Desde Rusia con amor, llega una película animada que ofrece un correcto entretenimiento, coloreando las opciones familiares en la pantalla grande.

Durante milenios, diminutos seres han existido a la par que la humanidad, sin que esta se percate del todo. En cada cultura se han creado mitos en torno a estas misteriosas presencias, y se les ha llamado duendes, hadas o gremlins, entre muchos otros nombres. Estas criaturas se refieren a sí mismas como Fixies, ya que se encargan de reparar todo tipo de artefacto con el que puedan interactuar (fix: arreglar). En general se trata de seres bien intencionados, que en ocasiones se pueden meter en problemas.

Fixies: Amigos Secretos es una cinta de animación digital producida en Rusia, basada en una serie de televisión que en ese país –y muchos otros donde se exporta– ha gozado de popularidad desde 2010 entre el público infantil. Esta es su primera aventura fílmica.

Es a través de la interacción de los Fixies con un niño y con un científico –los “amigos secretos” del título– que se desarrolla la trama de un invento inconcluso y mal utilizado. La aberración tecnológica ocasiona un pernicioso trastorno de personalidad en uno de los miembros de los Fixies.
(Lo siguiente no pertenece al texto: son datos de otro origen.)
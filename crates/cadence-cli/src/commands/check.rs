use anyhow::Result;
use cadence_core::rule::{validate, RecurrenceRule};
use owo_colors::{OwoColorize, Style};

use crate::cli::CheckCommand;

pub fn check_rule(command: CheckCommand) -> Result<()> {
    validate(&command.rule)?;

    if command.rule.is_empty() {
        println!("Empty rule: the task does not repeat.");
        return Ok(());
    }

    let rule: RecurrenceRule = command.rule.parse()?;
    println!(
        "{} Valid rule: {} ({})",
        "✓".style(Style::new().green().bold()),
        rule.to_string().bright_white().bold(),
        rule.describe()
    );

    Ok(())
}
use anyhow::Result;
use cadence_core::db;
use cadence_core::error::CoreError;
use cadence_core::repository::SqliteRepository;
use clap::Parser;
use owo_colors::{OwoColorize, Style};
use tracing::{debug, warn};

mod cli;
mod commands;
mod config;
mod logging;
mod util;
mod views;

use cli::{Cli, Commands};
use config::Config;

#[tokio::main]
async fn main() {
    let cli = Cli::parse();

    let loaded = Config::new();
    let config = loaded.as_ref().cloned().unwrap_or_default();
    logging::init(&config.log_level);
    if let Err(e) = &loaded {
        warn!("ignoring invalid configuration: {}", e);
    }

    if let Err(e) = run(cli, config).await {
        handle_error(e);
        std::process::exit(1);
    }
}

async fn run(cli: Cli, config: Config) -> Result<()> {
    match cli.command {
        Commands::NextDate(command) => commands::next_date::print_next_date(command),
        Commands::Check(command) => commands::check::check_rule(command),
        command => {
            let db_path = cli.database.unwrap_or_else(|| config.database_path.clone());
            debug!(path = %db_path, "opening task database");
            let pool = db::establish_connection(&db_path).await?;
            let repository = SqliteRepository::new(pool);

            match command {
                Commands::Add(command) => commands::add::add_task(&repository, command).await,
                Commands::List(command) => {
                    commands::list::list_tasks(&repository, command, &config).await
                }
                Commands::Show(command) => commands::show::show_task(&repository, command).await,
                Commands::Edit(command) => commands::edit::edit_task(&repository, command).await,
                Commands::Delete(command) => {
                    commands::delete::delete_task(&repository, command).await
                }
                Commands::Done(command) => commands::done::done_task(&repository, command).await,
                Commands::NextDate(_) | Commands::Check(_) => {
                    unreachable!("handled without a database")
                }
            }
        }
    }
}

fn handle_error(err: anyhow::Error) {
    let error_style = Style::new().red().bold();

    if let Some(core_error) = err.downcast_ref::<CoreError>() {
        match core_error {
            CoreError::NotFound(id) => {
                eprintln!("{} Task with ID '{}' not found.", "Error:".style(error_style), id);
            }
            CoreError::InvalidInput(s) => {
                eprintln!("{} Invalid input: {}", "Error:".style(error_style), s);
            }
            CoreError::Database(e) => {
                eprintln!("{} Database error: {}", "Error:".style(error_style), e);
            }
            CoreError::Migration(e) => {
                eprintln!("{} Could not prepare the database: {}", "Error:".style(error_style), e);
            }
            _ => eprintln!("{} {}", "Error:".style(error_style), err),
        }
    } else {
        eprintln!("{} {}", "Error:".style(error_style), err);
    }
}
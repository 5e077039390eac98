use anyhow::Result;
use cadence_core::models::CompletionResult;
use cadence_core::repository::TaskRepository;

use crate::cli::DoneCommand;
use crate::util::display_date;

pub async fn done_task(repo: &impl TaskRepository, command: DoneCommand) -> Result<()> {
    match repo.complete_task(command.id).await? {
        CompletionResult::Removed(task) => {
            println!("Completed task: '{}'", task.title);
        }
        CompletionResult::Rescheduled { task, previous_date } => {
            println!("Completed task: '{}'", task.title);
            println!(
                "Next occurrence: {} (was {})",
                display_date(&task.date),
                display_date(&previous_date)
            );
        }
    }

    Ok(())
}
use clap::{Parser, Subcommand};

/// Cadence: a small task scheduler with compact repeat rules
///
/// Repeat rules: `d N` every N days (1-400), `w 1,3,5` on ISO weekdays
/// (1 = Monday), `m 1,15,-1 [1,6]` on days of the month (-1 last, -2 second to
/// last) optionally only in some months, `y` every year.
#[derive(Parser, Debug)]
#[command(name = "cadence", author, version)]
pub struct Cli {
    /// Path to the SQLite database (overrides configuration)
    #[arg(long, global = true)]
    pub database: Option<String>,

    #[command(subcommand)]
    pub command: Commands,
}

#[derive(Subcommand, Debug, Clone)]
pub enum Commands {
    /// Add a new task
    Add(AddCommand),
    /// List upcoming tasks
    List(ListCommand),
    /// Show a single task
    Show(ShowCommand),
    /// Edit a task
    Edit(EditCommand),
    /// Delete a task
    Delete(DeleteCommand),
    /// Mark a task as done (repeating tasks move to their next date)
    Done(DoneCommand),
    /// Calculate the next date of a repeat rule
    NextDate(NextDateCommand),
    /// Check that a repeat rule is well formed
    Check(CheckCommand),
}

#[derive(Parser, Debug, Clone)]
pub struct AddCommand {
    /// The title of the task
    pub title: String,
    /// The date of the task (YYYYMMDD, DD.MM.YYYY, today or tomorrow); defaults to today
    #[clap(short, long)]
    pub date: Option<String>,
    /// A free-form comment
    #[clap(short, long)]
    pub comment: Option<String>,
    /// Repeat rule, e.g. "d 7", "w 1,5", "m -1", "y"
    #[clap(short, long)]
    pub repeat: Option<String>,
}

#[derive(Parser, Debug, Clone)]
pub struct ListCommand {
    /// Text to look for in titles and comments, or a day as DD.MM.YYYY
    #[clap(short, long)]
    pub search: Option<String>,
    /// Maximum number of tasks to show (defaults to the configured limit)
    #[clap(short, long)]
    pub limit: Option<u32>,
}

#[derive(Parser, Debug, Clone)]
pub struct ShowCommand {
    /// The ID of the task
    pub id: i64,
    /// Print the task as JSON
    #[clap(long)]
    pub json: bool,
}

#[derive(Parser, Debug, Clone)]
pub struct EditCommand {
    /// The ID of the task to edit
    pub id: i64,

    #[arg(long)]
    pub title: Option<String>,

    /// New date (YYYYMMDD, DD.MM.YYYY, today or tomorrow)
    #[arg(long)]
    pub date: Option<String>,

    #[arg(long)]
    pub comment: Option<String>,
    #[arg(long, conflicts_with = "comment")]
    pub comment_clear: bool,

    /// New repeat rule
    #[arg(long)]
    pub repeat: Option<String>,
    /// Make the task a one-off
    #[arg(long, conflicts_with = "repeat")]
    pub repeat_clear: bool,
}

#[derive(Parser, Debug, Clone)]
pub struct DeleteCommand {
    /// The ID of the task to delete
    pub id: i64,
    /// Force deletion without confirmation
    #[clap(short, long)]
    pub force: bool,
}

#[derive(Parser, Debug, Clone)]
pub struct DoneCommand {
    /// The ID of the task to mark as done
    pub id: i64,
}

#[derive(Parser, Debug, Clone)]
pub struct NextDateCommand {
    /// Start date (YYYYMMDD)
    #[clap(long)]
    pub date: String,
    /// Repeat rule
    #[clap(long)]
    pub repeat: String,
    /// Reference day (YYYYMMDD); defaults to the current moment
    #[clap(long)]
    pub now: Option<String>,
}

#[derive(Parser, Debug, Clone)]
pub struct CheckCommand {
    /// The repeat rule to check
    pub rule: String,
}
use anyhow::{anyhow, Result};
use cadence_core::error::CoreError;
use cadence_core::repository::TaskRepository;

use crate::cli::ShowCommand;
use crate::util::now;
use crate::views::table::display_task_details;

pub async fn show_task(repo: &impl TaskRepository, command: ShowCommand) -> Result<()> {
    let task = repo
        .find_task_by_id(command.id)
        .await?
        .ok_or_else(|| anyhow!(CoreError::NotFound(command.id.to_string())))?;

    if command.json {
        println!("{}", serde_json::to_string_pretty(&task)?);
    } else {
        display_task_details(&task, now().date());
    }

    Ok(())
}
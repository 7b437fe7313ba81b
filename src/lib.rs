//! Multivariate tensor-product B-splines: least-squares fitting over
//! scattered samples, value and gradient evaluation, knot refinement, and
//! exact domain reduction.
//!
//! The central type is [`Spline`], built with [`Spline::fit`] from an
//! `nsamples x d` point matrix and a value vector. Each dimension carries its
//! own clamped [`KnotVector`]; the multivariate basis is their tensor
//! product, managed by [`TensorBasis`]. [`reduce`](Spline::reduce_domain) and
//! [`bisect_domains`] restrict a fitted spline to sub-boxes exactly, without
//! refitting.

mod basis;
mod error;
mod faer_ndarray;
mod knots;
mod reduce;
mod spline;
mod tensor;

pub use basis::{BasisScratch, eval_derivative_nonzero_into, eval_nonzero_into};
pub use error::SplineError;
pub use faer_ndarray::LinalgError;
pub use knots::{KnotInsertionMap, KnotVector};
pub use reduce::{SplitConfig, bisect_domains, reduce};
pub use spline::{BasisType, Spline};
pub use tensor::TensorBasis;
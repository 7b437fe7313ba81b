//! Knot vector management for one dimension.
//!
//! A `KnotVector` owns the non-decreasing breakpoint sequence of a single
//! dimension in clamped (open) form: boundary knots repeated `degree + 1`
//! times, interior multiplicity at most `degree`. Refinement by single-knot
//! insertion returns the sparse coefficient map that keeps the represented
//! function unchanged; that map is the basis of exact domain reduction.

use crate::error::SplineError;
use ndarray::{Array1, ArrayD, ArrayView1, ArrayViewD, Axis, Zip, s};

#[derive(Clone, Debug)]
pub struct KnotVector {
    degree: usize,
    knots: Array1<f64>,
}

impl KnotVector {
    /// Builds a knot vector from an explicit sequence, validating the
    /// clamped-form invariants.
    pub fn new(degree: usize, knots: Array1<f64>) -> Result<Self, SplineError> {
        if degree < 1 {
            return Err(SplineError::InvalidKnotVector(
                "degree must be at least 1".to_string(),
            ));
        }
        let order = degree + 1;
        if knots.len() < 2 * order {
            return Err(SplineError::InvalidKnotVector(format!(
                "degree {} requires at least {} knots, got {}",
                degree,
                2 * order,
                knots.len()
            )));
        }
        if knots.iter().any(|k| !k.is_finite()) {
            return Err(SplineError::InvalidKnotVector(
                "knot vector contains non-finite values".to_string(),
            ));
        }
        for i in 0..knots.len() - 1 {
            if knots[i] > knots[i + 1] {
                return Err(SplineError::InvalidKnotVector(
                    "knot vector is not non-decreasing".to_string(),
                ));
            }
        }
        if knots[0] != knots[degree] || knots[degree] == knots[order] {
            return Err(SplineError::InvalidKnotVector(format!(
                "first knot must have multiplicity exactly {order}"
            )));
        }
        let m = knots.len();
        if knots[m - 1] != knots[m - order] || knots[m - order] == knots[m - order - 1] {
            return Err(SplineError::InvalidKnotVector(format!(
                "last knot must have multiplicity exactly {order}"
            )));
        }
        // Interior multiplicity must stay below the order.
        let mut run = 1usize;
        for i in order..m - order {
            if knots[i] == knots[i - 1] {
                run += 1;
            } else {
                run = 1;
            }
            if run > degree {
                return Err(SplineError::InvalidKnotVector(format!(
                    "interior knot {} exceeds maximum multiplicity {}",
                    knots[i], degree
                )));
            }
        }

        Ok(Self { degree, knots })
    }

    /// Builds the "free" end-condition knot vector from the distinct sorted
    /// sample coordinates of one dimension.
    ///
    /// Boundary values are clamped to multiplicity `degree + 1`; the interior
    /// knots are the remaining sample values with `floor((p-1)/2)` dropped
    /// after the lower end and `ceil((p-1)/2)` before the upper end, so the
    /// basis count equals the distinct-sample count and gridded fits are
    /// interpolatory.
    pub fn from_samples(degree: usize, values: &[f64]) -> Result<Self, SplineError> {
        if degree < 1 {
            return Err(SplineError::InvalidKnotVector(
                "degree must be at least 1".to_string(),
            ));
        }
        let k = values.len();
        if k < degree + 1 {
            return Err(SplineError::InvalidKnotVector(format!(
                "degree {} needs at least {} distinct sample values, got {}",
                degree,
                degree + 1,
                k
            )));
        }
        if values.iter().any(|v| !v.is_finite()) {
            return Err(SplineError::InvalidKnotVector(
                "sample values contain non-finite values".to_string(),
            ));
        }
        for i in 0..k - 1 {
            if values[i] >= values[i + 1] {
                return Err(SplineError::InvalidKnotVector(
                    "sample values must be strictly increasing".to_string(),
                ));
            }
        }

        let drop_front = (degree - 1) / 2;
        let drop_back = degree - 1 - drop_front;
        let mut knots = Vec::with_capacity(k + degree + 1);
        for _ in 0..=degree {
            knots.push(values[0]);
        }
        knots.extend_from_slice(&values[1 + drop_front..k - 1 - drop_back]);
        for _ in 0..=degree {
            knots.push(values[k - 1]);
        }

        Self::new(degree, Array1::from_vec(knots))
    }

    #[inline]
    pub fn len(&self) -> usize {
        self.knots.len()
    }

    #[inline]
    pub fn is_empty(&self) -> bool {
        self.knots.is_empty()
    }

    #[inline]
    pub fn degree(&self) -> usize {
        self.degree
    }

    /// Number of basis functions defined on this vector.
    #[inline]
    pub fn num_basis(&self) -> usize {
        self.knots.len() - self.degree - 1
    }

    /// First distinct knot, the lower edge of the represented domain.
    #[inline]
    pub fn lower_bound(&self) -> f64 {
        self.knots[0]
    }

    /// Last distinct knot, the upper edge of the represented domain.
    #[inline]
    pub fn upper_bound(&self) -> f64 {
        self.knots[self.knots.len() - 1]
    }

    #[inline]
    pub fn as_view(&self) -> ArrayView1<'_, f64> {
        self.knots.view()
    }

    /// Exact-match multiplicity of `x` in the sequence.
    pub fn multiplicity(&self, x: f64) -> usize {
        self.knots.iter().filter(|&&t| t == x).count()
    }

    /// Inserts `x` once, refining the vector without changing the function it
    /// represents. Returns the sparse map expressing the refined coefficients
    /// in terms of the old ones (Boehm's algorithm): evaluating old basis and
    /// coefficients or new basis and mapped coefficients gives identical
    /// values everywhere in the domain, up to rounding.
    pub fn insert(&mut self, x: f64) -> Result<KnotInsertionMap, SplineError> {
        let (lower, upper) = (self.lower_bound(), self.upper_bound());
        if x < lower || x > upper {
            return Err(SplineError::OutOfDomain {
                dim: 0,
                value: x,
                lower,
                upper,
            });
        }
        let p = self.degree;
        if self.multiplicity(x) > p {
            return Err(SplineError::InvalidKnotVector(format!(
                "knot {x} already has the maximum multiplicity {}",
                p + 1
            )));
        }

        let old_n = self.num_basis();
        let mu = self
            .knots
            .iter()
            .rposition(|&t| t <= x)
            .expect("span lookup cannot fail inside the domain");

        let mut triplets = Vec::with_capacity(old_n + p + 1);
        for i in 0..=old_n {
            if i + p <= mu {
                triplets.push((i, i, 1.0));
            } else if i > mu {
                triplets.push((i, i - 1, 1.0));
            } else {
                // mu - p < i <= mu: convex combination of two old coefficients.
                let den = self.knots[i + p] - self.knots[i];
                let alpha = if den.abs() > crate::basis::DENOM_TOL {
                    (x - self.knots[i]) / den
                } else {
                    0.0
                };
                triplets.push((i, i, alpha));
                triplets.push((i, i - 1, 1.0 - alpha));
            }
        }

        let mut refined = Vec::with_capacity(self.knots.len() + 1);
        refined.extend_from_slice(&self.knots.as_slice().expect("knots are contiguous")[..=mu]);
        refined.push(x);
        refined.extend_from_slice(&self.knots.as_slice().expect("knots are contiguous")[mu + 1..]);
        self.knots = Array1::from_vec(refined);

        Ok(KnotInsertionMap {
            old_len: old_n,
            new_len: old_n + 1,
            triplets,
        })
    }

    /// Drops all knots outside `[lower, upper]`, returning the index of the
    /// first retained basis function. Both bounds must already be present at
    /// full multiplicity `degree + 1`; domain reduction establishes that
    /// before calling.
    pub(crate) fn truncate(&mut self, lower: f64, upper: f64) -> usize {
        debug_assert_eq!(self.multiplicity(lower), self.degree + 1);
        debug_assert_eq!(self.multiplicity(upper), self.degree + 1);
        let first = self
            .knots
            .iter()
            .position(|&t| t >= lower)
            .expect("lower bound must be present");
        let last = self
            .knots
            .iter()
            .rposition(|&t| t <= upper)
            .expect("upper bound must be present");
        self.knots = self.knots.slice(s![first..=last]).to_owned();
        first
    }
}

/// Sparse linear map from old to refined coefficients produced by a single
/// knot insertion. Each row carries at most two nonzeros, so applying it
/// along one axis of the coefficient tensor costs work proportional to the
/// affected entries rather than a dense matrix product.
#[derive(Clone, Debug)]
pub struct KnotInsertionMap {
    old_len: usize,
    new_len: usize,
    triplets: Vec<(usize, usize, f64)>,
}

impl KnotInsertionMap {
    #[inline]
    pub fn old_len(&self) -> usize {
        self.old_len
    }

    #[inline]
    pub fn new_len(&self) -> usize {
        self.new_len
    }

    /// Applies the map to a single dimension's coefficient vector.
    pub fn apply(&self, coefficients: ArrayView1<'_, f64>) -> Array1<f64> {
        debug_assert_eq!(coefficients.len(), self.old_len);
        let mut out = Array1::zeros(self.new_len);
        for &(row, col, weight) in &self.triplets {
            out[row] += weight * coefficients[col];
        }
        out
    }

    /// Applies the map along one axis of a coefficient tensor, leaving every
    /// other dimension's structure untouched.
    pub fn apply_along_axis(&self, coefficients: ArrayViewD<'_, f64>, axis: Axis) -> ArrayD<f64> {
        debug_assert_eq!(coefficients.len_of(axis), self.old_len);
        let mut out_dim = coefficients.raw_dim();
        out_dim[axis.index()] = self.new_len;
        let mut out = ArrayD::zeros(out_dim);
        Zip::from(out.lanes_mut(axis))
            .and(coefficients.lanes(axis))
            .for_each(|mut new_lane, old_lane| {
                for &(row, col, weight) in &self.triplets {
                    new_lane[row] += weight * old_lane[col];
                }
            });
        out
    }
}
Los amigos secretos, invisibles o imaginarios han sido tema de populares e interesantes películas de corte fantástico como E.T. El extraterrestre (1982) o Mi amigo el dragón (1977). Como en estos filmes, en Fixies es fundamental que el pequeño resguarde la confidencialidad de la amistad, para la salvaguarda de las criaturas.

Al igual que el programa televisivo de donde emanan la historia y los personajes –en la que cada episodio llevaba una moraleja–, la película lo hace a gran escala. A través de la alegoría y sin moralinas excesivas, el filme logra abordar el tema de las adicciones. Tan sólo eso tiene su particular relevancia.

Narrativamente es interesante que no haya un villano claramente establecido. Vaya, la trama gira en torno a la transformación de un miembro de los Fixies, pero su comportamiento es producto de un elemento externo. No es común que llegue una película animada para niños desde Rusia a nuestra cartelera comercial. Con todo y su correcta manufactura en la animación digital, es posible que Fixies no esté a la altura de las producciones animadas de los grandes estudios de animación. Y aunque su ritmo sea irregular, y los personajes desconocidos para nuestro público, se trata de un proyecto con corazón y entusiasmo que los niños perciben y disfrutan, incluyendo un par de divertidos números musicales. Fixies: Amigos Secretos es una película que da un toque de diversidad y color a la oferta de cine familiar.